Saved entries:
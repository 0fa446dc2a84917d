//! Spatial attraction: value maps, modulators and the fields built on them

pub mod field;
pub mod location_values;
pub mod modulator;

pub use field::{total_attraction, AttractionField, FieldContext};
pub use location_values::{LocationValueMaps, LocationValueStore, Observation};
pub use modulator::{GlobalModulator, LocalModulator, Logistic};
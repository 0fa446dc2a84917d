//! Harvest Planner - trip planning and spatial attraction for harvesting agents

pub mod agent;
pub mod attraction;
pub mod core;
pub mod geography;
pub mod planning;

pub use crate::core::{PlannerConfig, PlannerError, Result};
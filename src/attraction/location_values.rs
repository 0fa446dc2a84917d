//! Decaying, capacity-bounded map from cell to attraction value
//!
//! Each agent keeps one store per action kind. Stores grow from observed
//! outcomes, fade once per policy tick, and forget their weakest cells when
//! they outgrow their capacity.

use serde::{Deserialize, Serialize};
use std::collections::BTreeMap;

use crate::core::config::LocationValueConfig;
use crate::core::types::Cell;
use crate::planning::action::ActionKind;

/// Default number of cells a store keeps after each tick
pub const DEFAULT_CAPACITY: usize = 50;

/// A value observed at a cell, reported back by the simulation
#[derive(Debug, Clone, Copy, PartialEq, Serialize, Deserialize)]
pub struct Observation {
    pub kind: ActionKind,
    pub cell: Cell,
    pub value: f64,
}

impl Observation {
    pub fn new(kind: ActionKind, cell: Cell, value: f64) -> Self {
        Self { kind, cell, value }
    }
}

#[derive(Debug, Clone)]
pub struct LocationValueStore {
    kind: ActionKind,
    // ordered so sampling and summation are reproducible
    values: BTreeMap<Cell, f64>,
    decay_rate: f64,
    capacity: usize,
}

impl LocationValueStore {
    pub fn new(kind: ActionKind, decay_rate: f64, capacity: usize) -> Self {
        assert!(
            (0.0..1.0).contains(&decay_rate),
            "decay rate must be in [0, 1), got {}",
            decay_rate
        );
        assert!(capacity > 0, "location value capacity must be positive");
        Self {
            kind,
            values: BTreeMap::new(),
            decay_rate,
            capacity,
        }
    }

    pub fn from_config(kind: ActionKind, config: &LocationValueConfig) -> Self {
        Self::new(kind, config.decay_rate, config.capacity)
    }

    /// Cold-start the store from an external source of initial values
    pub fn seeded(mut self, initial: impl IntoIterator<Item = (Cell, f64)>) -> Self {
        for (cell, value) in initial {
            self.values.insert(cell, value.max(0.0));
        }
        self
    }

    pub fn kind(&self) -> ActionKind {
        self.kind
    }

    pub fn decay_rate(&self) -> f64 {
        self.decay_rate
    }

    pub fn capacity(&self) -> usize {
        self.capacity
    }

    /// Stored value, 0 for cells never observed
    pub fn value_at(&self, cell: Cell) -> f64 {
        self.values.get(&cell).copied().unwrap_or(0.0)
    }

    pub fn all_values(&self) -> impl Iterator<Item = (Cell, f64)> + '_ {
        self.values.iter().map(|(cell, value)| (*cell, *value))
    }

    pub fn len(&self) -> usize {
        self.values.len()
    }

    pub fn is_empty(&self) -> bool {
        self.values.is_empty()
    }

    pub fn total_value(&self) -> f64 {
        self.values.values().sum()
    }

    /// Merge an observation by addition; observations of other kinds are ignored
    ///
    /// Returns whether the observation was applied.
    pub fn observe(&mut self, observation: &Observation) -> bool {
        if observation.kind != self.kind || !observation.value.is_finite() {
            return false;
        }
        let entry = self.values.entry(observation.cell).or_insert(0.0);
        *entry = (*entry + observation.value).max(0.0);
        true
    }

    /// Policy tick: decay every value, then evict if over capacity
    pub fn step(&mut self) {
        let retained = 1.0 - self.decay_rate;
        for value in self.values.values_mut() {
            *value *= retained;
        }

        if self.values.len() > self.capacity {
            self.evict();
        }

        assert!(
            self.values.len() <= self.capacity,
            "eviction left {} entries in a store of capacity {}",
            self.values.len(),
            self.capacity
        );
    }

    fn evict(&mut self) {
        let before = self.values.len();
        let mean = self.total_value() / before as f64;
        self.values.retain(|_, value| *value >= mean);

        // everything sat at the mean: keep the strongest `capacity` cells
        if self.values.len() > self.capacity {
            let mut ranked: Vec<(Cell, f64)> = self.all_values().collect();
            ranked.sort_by(|a, b| b.1.total_cmp(&a.1).then(a.0.cmp(&b.0)));
            ranked.truncate(self.capacity);
            self.values = ranked.into_iter().collect();
        }

        tracing::debug!(
            kind = ?self.kind,
            before,
            after = self.values.len(),
            "evicted below-mean location values"
        );
    }
}

/// One store per action kind, fed from a single observation stream
#[derive(Debug, Clone, Default)]
pub struct LocationValueMaps {
    stores: BTreeMap<ActionKind, LocationValueStore>,
}

impl LocationValueMaps {
    pub fn new() -> Self {
        Self::default()
    }

    pub fn insert(&mut self, store: LocationValueStore) -> Option<LocationValueStore> {
        self.stores.insert(store.kind(), store)
    }

    pub fn with_store(mut self, store: LocationValueStore) -> Self {
        self.insert(store);
        self
    }

    pub fn get(&self, kind: ActionKind) -> Option<&LocationValueStore> {
        self.stores.get(&kind)
    }

    pub fn get_mut(&mut self, kind: ActionKind) -> Option<&mut LocationValueStore> {
        self.stores.get_mut(&kind)
    }

    /// Route an observation to the store of its kind
    pub fn observe(&mut self, observation: &Observation) -> bool {
        self.stores
            .get_mut(&observation.kind)
            .is_some_and(|store| store.observe(observation))
    }

    pub fn step(&mut self) {
        for store in self.stores.values_mut() {
            store.step();
        }
    }

    pub fn iter(&self) -> impl Iterator<Item = &LocationValueStore> {
        self.stores.values()
    }
}

#[cfg(test)]
mod tests {
    use super::*;

    fn store(decay_rate: f64) -> LocationValueStore {
        LocationValueStore::new(ActionKind::Deploy, decay_rate, DEFAULT_CAPACITY)
    }

    #[test]
    fn test_unseen_cell_is_zero() {
        assert_eq!(store(0.1).value_at(Cell::new(4, 4)), 0.0);
    }

    #[test]
    fn test_observe_adds() {
        let mut s = store(0.1);
        let obs = Observation::new(ActionKind::Deploy, Cell::new(1, 1), 2.5);
        assert!(s.observe(&obs));
        assert!(s.observe(&obs));
        assert_eq!(s.value_at(Cell::new(1, 1)), 5.0);
    }

    #[test]
    fn test_observe_ignores_other_kinds() {
        let mut s = store(0.1);
        let obs = Observation::new(ActionKind::SetOwn, Cell::new(1, 1), 2.5);
        assert!(!s.observe(&obs));
        assert!(s.is_empty());
    }

    #[test]
    fn test_observe_never_goes_negative() {
        let mut s = store(0.1).seeded([(Cell::new(0, 0), 1.0)]);
        s.observe(&Observation::new(ActionKind::Deploy, Cell::new(0, 0), -5.0));
        assert_eq!(s.value_at(Cell::new(0, 0)), 0.0);
    }

    #[test]
    fn test_step_without_decay_keeps_small_store_unchanged() {
        let mut s = store(0.0).seeded([
            (Cell::new(0, 0), 0.0),
            (Cell::new(1, 1), 1.0),
            (Cell::new(2, 2), 2.0),
        ]);
        s.step();
        assert_eq!(s.len(), 3);
        assert_eq!(s.value_at(Cell::new(0, 0)), 0.0);
        assert_eq!(s.value_at(Cell::new(1, 1)), 1.0);
        assert_eq!(s.value_at(Cell::new(2, 2)), 2.0);
    }

    #[test]
    fn test_step_decays_before_evicting() {
        let mut s = LocationValueStore::new(ActionKind::Deploy, 0.5, 2)
            .seeded([(Cell::new(0, 0), 1.0), (Cell::new(1, 0), 2.0), (Cell::new(2, 0), 6.0)]);
        s.step();
        // post-decay values 0.5, 1.0, 3.0 with mean 1.5
        assert_eq!(s.len(), 1);
        assert_eq!(s.value_at(Cell::new(2, 0)), 3.0);
    }

    #[test]
    fn test_eviction_of_uniform_store_still_respects_capacity() {
        let mut s = LocationValueStore::new(ActionKind::Deploy, 0.0, 3)
            .seeded((0..10).map(|x| (Cell::new(x, 0), 1.0)));
        s.step();
        assert_eq!(s.len(), 3);
        let kept: Vec<Cell> = s.all_values().map(|(c, _)| c).collect();
        assert_eq!(kept, vec![Cell::new(0, 0), Cell::new(1, 0), Cell::new(2, 0)]);
    }

    #[test]
    #[should_panic]
    fn test_decay_rate_of_one_panics() {
        store(1.0);
    }

    #[test]
    fn test_maps_route_observations() {
        let mut maps = LocationValueMaps::new()
            .with_store(store(0.0))
            .with_store(LocationValueStore::new(ActionKind::SetForeign, 0.0, 10));

        assert!(maps.observe(&Observation::new(ActionKind::SetForeign, Cell::new(3, 3), 7.0)));
        assert!(!maps.observe(&Observation::new(ActionKind::SetOwn, Cell::new(3, 3), 7.0)));

        assert_eq!(maps.get(ActionKind::SetForeign).unwrap().value_at(Cell::new(3, 3)), 7.0);
        assert_eq!(maps.get(ActionKind::Deploy).unwrap().value_at(Cell::new(3, 3)), 0.0);
    }
}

• [WHAT YOU WILL DO] All lines that hold the word "after" should be copied from the data.

• [EXERCISE RESULT]
/// Default number of cells a store keeps after each tick
            after = self.values.len(),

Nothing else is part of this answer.